*RECORDS SHOWN*:
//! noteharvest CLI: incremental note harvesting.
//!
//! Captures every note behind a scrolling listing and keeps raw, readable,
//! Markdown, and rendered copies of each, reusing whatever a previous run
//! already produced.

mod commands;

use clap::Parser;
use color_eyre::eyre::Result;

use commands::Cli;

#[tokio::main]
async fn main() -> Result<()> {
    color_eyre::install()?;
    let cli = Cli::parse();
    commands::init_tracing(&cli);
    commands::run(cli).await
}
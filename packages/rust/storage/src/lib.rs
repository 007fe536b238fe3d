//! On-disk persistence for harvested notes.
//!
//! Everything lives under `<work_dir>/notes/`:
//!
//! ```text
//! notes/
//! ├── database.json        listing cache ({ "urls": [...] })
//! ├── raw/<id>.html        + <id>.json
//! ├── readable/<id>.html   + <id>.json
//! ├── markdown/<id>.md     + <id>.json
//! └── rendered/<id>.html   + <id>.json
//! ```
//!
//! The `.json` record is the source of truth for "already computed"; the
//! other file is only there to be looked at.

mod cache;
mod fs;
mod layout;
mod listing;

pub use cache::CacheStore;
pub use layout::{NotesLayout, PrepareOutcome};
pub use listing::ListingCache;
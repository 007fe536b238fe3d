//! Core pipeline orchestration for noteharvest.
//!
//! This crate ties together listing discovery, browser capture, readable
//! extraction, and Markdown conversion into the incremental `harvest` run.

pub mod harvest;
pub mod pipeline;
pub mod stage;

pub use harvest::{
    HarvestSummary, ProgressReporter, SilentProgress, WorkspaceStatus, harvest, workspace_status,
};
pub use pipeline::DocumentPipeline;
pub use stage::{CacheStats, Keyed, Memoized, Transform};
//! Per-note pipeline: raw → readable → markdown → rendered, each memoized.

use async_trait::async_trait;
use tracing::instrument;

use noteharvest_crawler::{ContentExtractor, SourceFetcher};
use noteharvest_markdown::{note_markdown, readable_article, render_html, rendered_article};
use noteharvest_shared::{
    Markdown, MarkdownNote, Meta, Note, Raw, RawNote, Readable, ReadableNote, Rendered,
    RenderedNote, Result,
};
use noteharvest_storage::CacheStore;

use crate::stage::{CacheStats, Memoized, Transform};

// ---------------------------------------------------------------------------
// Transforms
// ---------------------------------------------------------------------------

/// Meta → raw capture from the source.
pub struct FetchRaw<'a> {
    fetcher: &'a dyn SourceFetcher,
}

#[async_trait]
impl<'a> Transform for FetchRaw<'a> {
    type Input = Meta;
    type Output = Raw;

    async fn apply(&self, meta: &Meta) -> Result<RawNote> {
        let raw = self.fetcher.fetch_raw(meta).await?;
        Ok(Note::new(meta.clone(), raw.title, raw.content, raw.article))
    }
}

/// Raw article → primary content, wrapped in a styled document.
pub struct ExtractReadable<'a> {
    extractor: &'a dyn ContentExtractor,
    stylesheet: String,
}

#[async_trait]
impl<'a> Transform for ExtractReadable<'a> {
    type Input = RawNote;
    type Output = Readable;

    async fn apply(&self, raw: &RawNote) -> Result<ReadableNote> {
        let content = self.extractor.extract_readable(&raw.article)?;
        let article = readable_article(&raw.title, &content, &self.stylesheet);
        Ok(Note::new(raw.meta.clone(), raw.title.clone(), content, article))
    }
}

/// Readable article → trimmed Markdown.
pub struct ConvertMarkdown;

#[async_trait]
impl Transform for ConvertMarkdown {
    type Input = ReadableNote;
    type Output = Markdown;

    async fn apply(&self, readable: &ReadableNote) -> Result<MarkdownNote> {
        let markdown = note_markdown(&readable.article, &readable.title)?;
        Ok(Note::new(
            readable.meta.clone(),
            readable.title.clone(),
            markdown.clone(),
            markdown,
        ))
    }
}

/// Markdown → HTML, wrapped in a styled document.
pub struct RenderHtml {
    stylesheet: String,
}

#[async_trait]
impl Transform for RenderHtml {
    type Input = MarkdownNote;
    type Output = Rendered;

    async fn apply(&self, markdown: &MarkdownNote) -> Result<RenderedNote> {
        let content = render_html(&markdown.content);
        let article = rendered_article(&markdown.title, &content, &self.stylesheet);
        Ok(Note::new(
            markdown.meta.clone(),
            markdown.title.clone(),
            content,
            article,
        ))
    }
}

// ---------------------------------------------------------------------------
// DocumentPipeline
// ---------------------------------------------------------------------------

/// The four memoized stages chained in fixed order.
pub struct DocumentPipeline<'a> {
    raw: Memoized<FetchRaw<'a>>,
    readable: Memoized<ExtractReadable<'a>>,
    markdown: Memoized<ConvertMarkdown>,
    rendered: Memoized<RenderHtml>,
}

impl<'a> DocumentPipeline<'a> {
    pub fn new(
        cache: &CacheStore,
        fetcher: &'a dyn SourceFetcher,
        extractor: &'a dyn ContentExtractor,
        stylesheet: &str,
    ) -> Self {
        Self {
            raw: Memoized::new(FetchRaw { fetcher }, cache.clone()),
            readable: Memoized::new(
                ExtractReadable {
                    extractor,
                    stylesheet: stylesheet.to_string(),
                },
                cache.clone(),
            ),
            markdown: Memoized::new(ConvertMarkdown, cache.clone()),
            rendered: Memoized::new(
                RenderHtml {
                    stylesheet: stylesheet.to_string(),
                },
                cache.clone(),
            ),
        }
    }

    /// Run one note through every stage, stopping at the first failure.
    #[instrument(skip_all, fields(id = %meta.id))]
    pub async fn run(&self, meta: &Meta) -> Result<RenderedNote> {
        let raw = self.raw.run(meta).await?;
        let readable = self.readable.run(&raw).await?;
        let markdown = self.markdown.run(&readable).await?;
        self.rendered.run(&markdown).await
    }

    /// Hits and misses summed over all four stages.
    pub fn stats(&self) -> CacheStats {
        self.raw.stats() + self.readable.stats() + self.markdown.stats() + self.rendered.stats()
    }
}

*WHAT YOU WILL DO*: The response has to contain every record shown above, unaltered and complete.

*OUTPUT FOR THIS TASK*:
//! noteharvest CLI: incremental note harvesting.
//!
//! Captures every note behind a scrolling listing and keeps raw, readable,
//! Markdown, and rendered copies of each, reusing whatever a previous run
//! already produced.

mod commands;

use clap::Parser;
use color_eyre::eyre::Result;

use commands::Cli;

#[tokio::main]
async fn main() -> Result<()> {
    color_eyre::install()?;
    let cli = Cli::parse();
    commands::init_tracing(&cli);
    commands::run(cli).await
}
filename packages/rust/storage/src/lib.rs
repository 007fe536b238fe3d
//! On-disk persistence for harvested notes.
//!
//! Everything lives under `<work_dir>/notes/`:
//!
//! ```text
//! notes/
//! ├── database.json        listing cache ({ "urls": [...] })
//! ├── raw/<id>.html        + <id>.json
//! ├── readable/<id>.html   + <id>.json
//! ├── markdown/<id>.md     + <id>.json
//! └── rendered/<id>.html   + <id>.json
//! ```
//!
//! The `.json` record is the source of truth for "already computed"; the
//! other file is only there to be looked at.

mod cache;
mod fs;
mod layout;
mod listing;

pub use cache::CacheStore;
pub use layout::{NotesLayout, PrepareOutcome};
pub use listing::ListingCache;
repository 007fe536b238fe3d
//! Core pipeline orchestration for noteharvest.
//!
//! This crate ties together listing discovery, browser capture, readable
//! extraction, and Markdown conversion into the incremental `harvest` run.

pub mod harvest;
pub mod pipeline;
pub mod stage;

pub use harvest::{
    HarvestSummary, ProgressReporter, SilentProgress, WorkspaceStatus, harvest, workspace_status,
};
pub use pipeline::DocumentPipeline;
pub use stage::{CacheStats, Keyed, Memoized, Transform};
//! Per-note pipeline: raw → readable → markdown → rendered, each memoized.

use async_trait::async_trait;
use tracing::instrument;

use noteharvest_crawler::{ContentExtractor, SourceFetcher};
use noteharvest_markdown::{note_markdown, readable_article, render_html, rendered_article};
use noteharvest_shared::{
    Markdown, MarkdownNote, Meta, Note, Raw, RawNote, Readable, ReadableNote, Rendered,
    RenderedNote, Result,
};
use noteharvest_storage::CacheStore;

use crate::stage::{CacheStats, Memoized, Transform};

// ---------------------------------------------------------------------------
// Transforms
// ---------------------------------------------------------------------------

/// Meta → raw capture from the source.
pub struct FetchRaw<'a> {
    fetcher: &'a dyn SourceFetcher,
}

#[async_trait]
impl<'a> Transform for FetchRaw<'a> {
    type Input = Meta;
    type Output = Raw;

    async fn apply(&self, meta: &Meta) -> Result<RawNote> {
        let raw = self.fetcher.fetch_raw(meta).await?;
        Ok(Note::new(meta.clone(), raw.title, raw.content, raw.article))
    }
}

/// Raw article → primary content, wrapped in a styled document.
pub struct ExtractReadable<'a> {
    extractor: &'a dyn ContentExtractor,
    stylesheet: String,
}

#[async_trait]
impl<'a> Transform for ExtractReadable<'a> {
    type Input = RawNote;
    type Output = Readable;

    async fn apply(&self, raw: &RawNote) -> Result<ReadableNote> {
        let content = self.extractor.extract_readable(&raw.article)?;
        let article = readable_article(&raw.title, &content, &self.stylesheet);
        Ok(Note::new(raw.meta.clone(), raw.title.clone(), content, article))
    }
}

/// Readable article → trimmed Markdown.
pub struct ConvertMarkdown;

#[async_trait]
impl Transform for ConvertMarkdown {
    type Input = ReadableNote;
    type Output = Markdown;

    async fn apply(&self, readable: &ReadableNote) -> Result<MarkdownNote> {
        let markdown = note_markdown(&readable.article, &readable.title)?;
        Ok(Note::new(
            readable.meta.clone(),
            readable.title.clone(),
            markdown.clone(),
            markdown,
        ))
    }
}

/// Markdown → HTML, wrapped in a styled document.
pub struct RenderHtml {
    stylesheet: String,
}

#[async_trait]
impl Transform for RenderHtml {
    type Input = MarkdownNote;
    type Output = Rendered;

    async fn apply(&self, markdown: &MarkdownNote) -> Result<RenderedNote> {
        let content = render_html(&markdown.content);
        let article = rendered_article(&markdown.title, &content, &self.stylesheet);
        Ok(Note::new(
            markdown.meta.clone(),
            markdown.title.clone(),
            content,
            article,
        ))
    }
}

// ---------------------------------------------------------------------------
// DocumentPipeline
// ---------------------------------------------------------------------------

/// The four memoized stages chained in fixed order.
pub struct DocumentPipeline<'a> {
    raw: Memoized<FetchRaw<'a>>,
    readable: Memoized<ExtractReadable<'a>>,
    markdown: Memoized<ConvertMarkdown>,
    rendered: Memoized<RenderHtml>,
}

impl<'a> DocumentPipeline<'a> {
    pub fn new(
        cache: &CacheStore,
        fetcher: &'a dyn SourceFetcher,
        extractor: &'a dyn ContentExtractor,
        stylesheet: &str,
    ) -> Self {
        Self {
            raw: Memoized::new(FetchRaw { fetcher }, cache.clone()),
            readable: Memoized::new(
                ExtractReadable {
                    extractor,
                    stylesheet: stylesheet.to_string(),
                },
                cache.clone(),
            ),
            markdown: Memoized::new(ConvertMarkdown, cache.clone()),
            rendered: Memoized::new(
                RenderHtml {
                    stylesheet: stylesheet.to_string(),
                },
                cache.clone(),
            ),
        }
    }

    /// Run one note through every stage, stopping at the first failure.
    #[instrument(skip_all, fields(id = %meta.id))]
    pub async fn run(&self, meta: &Meta) -> Result<RenderedNote> {
        let raw = self.raw.run(meta).await?;
        let readable = self.readable.run(&raw).await?;
        let markdown = self.markdown.run(&readable).await?;
        self.rendered.run(&markdown).await
    }

    /// Hits and misses summed over all four stages.
    pub fn stats(&self) -> CacheStats {
        self.raw.stats() + self.readable.stats() + self.markdown.stats() + self.rendered.stats()
    }
}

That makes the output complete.